(DATA FOR THIS EXERCISE):
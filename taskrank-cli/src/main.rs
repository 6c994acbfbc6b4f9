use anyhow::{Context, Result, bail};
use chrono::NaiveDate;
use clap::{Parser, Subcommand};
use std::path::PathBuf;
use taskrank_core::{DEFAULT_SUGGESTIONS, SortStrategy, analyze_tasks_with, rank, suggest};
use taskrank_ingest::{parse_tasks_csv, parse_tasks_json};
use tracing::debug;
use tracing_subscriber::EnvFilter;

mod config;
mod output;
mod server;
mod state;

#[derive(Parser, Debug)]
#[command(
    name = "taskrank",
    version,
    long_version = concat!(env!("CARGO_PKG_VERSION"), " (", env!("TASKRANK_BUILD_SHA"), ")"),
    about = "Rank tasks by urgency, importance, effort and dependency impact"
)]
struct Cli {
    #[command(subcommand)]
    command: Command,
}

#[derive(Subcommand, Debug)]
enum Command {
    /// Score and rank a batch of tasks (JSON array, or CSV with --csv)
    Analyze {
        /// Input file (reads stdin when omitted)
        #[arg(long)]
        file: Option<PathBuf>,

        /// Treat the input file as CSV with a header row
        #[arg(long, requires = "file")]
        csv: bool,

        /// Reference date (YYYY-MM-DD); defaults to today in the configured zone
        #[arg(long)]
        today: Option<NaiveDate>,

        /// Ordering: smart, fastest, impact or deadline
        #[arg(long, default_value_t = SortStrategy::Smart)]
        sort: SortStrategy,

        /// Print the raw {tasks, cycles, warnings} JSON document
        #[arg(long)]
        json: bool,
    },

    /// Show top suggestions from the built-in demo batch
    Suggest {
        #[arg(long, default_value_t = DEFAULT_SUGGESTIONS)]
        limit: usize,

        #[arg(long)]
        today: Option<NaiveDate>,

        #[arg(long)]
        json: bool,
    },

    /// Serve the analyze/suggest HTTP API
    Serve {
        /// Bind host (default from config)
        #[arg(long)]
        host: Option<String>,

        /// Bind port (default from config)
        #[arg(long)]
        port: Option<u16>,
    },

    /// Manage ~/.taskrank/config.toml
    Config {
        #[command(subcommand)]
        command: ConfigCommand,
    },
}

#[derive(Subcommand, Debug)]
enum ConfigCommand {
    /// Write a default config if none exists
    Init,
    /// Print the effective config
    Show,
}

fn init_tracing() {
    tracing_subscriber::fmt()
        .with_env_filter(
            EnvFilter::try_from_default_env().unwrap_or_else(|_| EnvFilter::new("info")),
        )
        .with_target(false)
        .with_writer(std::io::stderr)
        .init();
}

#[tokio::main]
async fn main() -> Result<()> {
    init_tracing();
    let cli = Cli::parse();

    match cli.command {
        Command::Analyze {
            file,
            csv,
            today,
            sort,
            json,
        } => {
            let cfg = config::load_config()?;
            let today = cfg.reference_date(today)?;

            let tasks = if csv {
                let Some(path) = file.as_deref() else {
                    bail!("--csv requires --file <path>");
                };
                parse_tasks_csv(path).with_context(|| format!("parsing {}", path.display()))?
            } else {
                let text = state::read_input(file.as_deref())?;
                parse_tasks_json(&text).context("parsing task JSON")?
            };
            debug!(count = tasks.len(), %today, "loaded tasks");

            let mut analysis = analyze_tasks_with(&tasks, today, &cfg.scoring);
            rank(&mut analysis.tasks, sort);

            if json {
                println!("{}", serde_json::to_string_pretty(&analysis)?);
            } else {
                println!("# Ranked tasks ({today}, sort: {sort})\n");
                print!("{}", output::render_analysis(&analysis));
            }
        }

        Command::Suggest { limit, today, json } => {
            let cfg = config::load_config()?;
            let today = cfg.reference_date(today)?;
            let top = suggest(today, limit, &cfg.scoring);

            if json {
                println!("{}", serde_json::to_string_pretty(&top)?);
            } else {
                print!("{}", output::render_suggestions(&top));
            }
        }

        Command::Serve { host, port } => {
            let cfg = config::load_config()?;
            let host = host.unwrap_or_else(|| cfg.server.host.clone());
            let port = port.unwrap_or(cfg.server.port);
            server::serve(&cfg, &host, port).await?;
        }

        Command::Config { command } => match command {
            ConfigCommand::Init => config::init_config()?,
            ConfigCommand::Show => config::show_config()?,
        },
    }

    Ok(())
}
...
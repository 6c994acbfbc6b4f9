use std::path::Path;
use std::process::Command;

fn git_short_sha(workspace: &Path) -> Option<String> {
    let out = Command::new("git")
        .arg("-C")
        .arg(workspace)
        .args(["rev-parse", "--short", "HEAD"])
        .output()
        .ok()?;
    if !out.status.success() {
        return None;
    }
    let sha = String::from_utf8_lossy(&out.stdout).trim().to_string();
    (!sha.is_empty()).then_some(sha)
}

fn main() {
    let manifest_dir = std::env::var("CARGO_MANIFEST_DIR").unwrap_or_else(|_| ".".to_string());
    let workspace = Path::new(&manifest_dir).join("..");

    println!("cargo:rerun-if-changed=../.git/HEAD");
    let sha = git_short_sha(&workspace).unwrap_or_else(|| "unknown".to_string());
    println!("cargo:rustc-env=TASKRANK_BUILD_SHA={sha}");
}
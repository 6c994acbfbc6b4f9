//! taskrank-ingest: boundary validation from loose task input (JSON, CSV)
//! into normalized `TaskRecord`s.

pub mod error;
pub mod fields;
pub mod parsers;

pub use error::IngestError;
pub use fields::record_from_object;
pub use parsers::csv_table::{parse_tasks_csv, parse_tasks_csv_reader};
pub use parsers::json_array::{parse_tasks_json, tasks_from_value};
--
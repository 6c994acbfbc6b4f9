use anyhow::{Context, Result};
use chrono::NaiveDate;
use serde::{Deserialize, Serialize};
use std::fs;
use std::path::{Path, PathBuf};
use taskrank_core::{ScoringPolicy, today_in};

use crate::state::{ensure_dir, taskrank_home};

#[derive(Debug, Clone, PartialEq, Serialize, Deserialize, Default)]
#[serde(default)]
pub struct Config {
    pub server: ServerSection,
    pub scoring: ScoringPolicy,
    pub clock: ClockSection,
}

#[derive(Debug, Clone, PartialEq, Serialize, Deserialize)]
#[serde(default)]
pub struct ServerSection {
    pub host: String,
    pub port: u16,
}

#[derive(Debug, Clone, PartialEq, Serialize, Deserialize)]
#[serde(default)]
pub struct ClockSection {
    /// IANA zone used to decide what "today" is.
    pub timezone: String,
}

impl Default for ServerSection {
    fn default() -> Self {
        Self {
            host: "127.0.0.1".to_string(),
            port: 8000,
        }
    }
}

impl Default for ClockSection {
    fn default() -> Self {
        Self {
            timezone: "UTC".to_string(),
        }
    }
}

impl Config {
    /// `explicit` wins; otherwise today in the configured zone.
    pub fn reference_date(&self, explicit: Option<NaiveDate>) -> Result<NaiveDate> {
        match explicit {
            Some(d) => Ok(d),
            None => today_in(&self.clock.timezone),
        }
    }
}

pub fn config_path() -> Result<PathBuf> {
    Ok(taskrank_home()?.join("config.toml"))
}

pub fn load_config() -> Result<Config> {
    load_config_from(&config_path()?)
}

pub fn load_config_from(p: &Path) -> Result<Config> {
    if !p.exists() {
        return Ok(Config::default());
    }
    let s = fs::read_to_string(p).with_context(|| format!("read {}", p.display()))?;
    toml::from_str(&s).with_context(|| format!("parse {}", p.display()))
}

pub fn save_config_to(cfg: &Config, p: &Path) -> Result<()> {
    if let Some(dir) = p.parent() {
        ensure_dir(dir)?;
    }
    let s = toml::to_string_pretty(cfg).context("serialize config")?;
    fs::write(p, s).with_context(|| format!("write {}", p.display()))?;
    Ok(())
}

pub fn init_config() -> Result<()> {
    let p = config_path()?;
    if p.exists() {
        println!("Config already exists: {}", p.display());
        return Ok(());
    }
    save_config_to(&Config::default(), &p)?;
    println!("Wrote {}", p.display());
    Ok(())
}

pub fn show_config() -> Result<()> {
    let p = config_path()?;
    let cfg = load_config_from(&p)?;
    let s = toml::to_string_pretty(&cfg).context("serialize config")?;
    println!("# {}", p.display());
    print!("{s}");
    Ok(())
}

(ACTION ITEM): Return each line in the records that holds the string "analysis".

(RESULT OF THIS TASK):
            let mut analysis = analyze_tasks_with(&tasks, today, &cfg.scoring);
            rank(&mut analysis.tasks, sort);
                println!("{}", serde_json::to_string_pretty(&analysis)?);
                print!("{}", output::render_analysis(&analysis));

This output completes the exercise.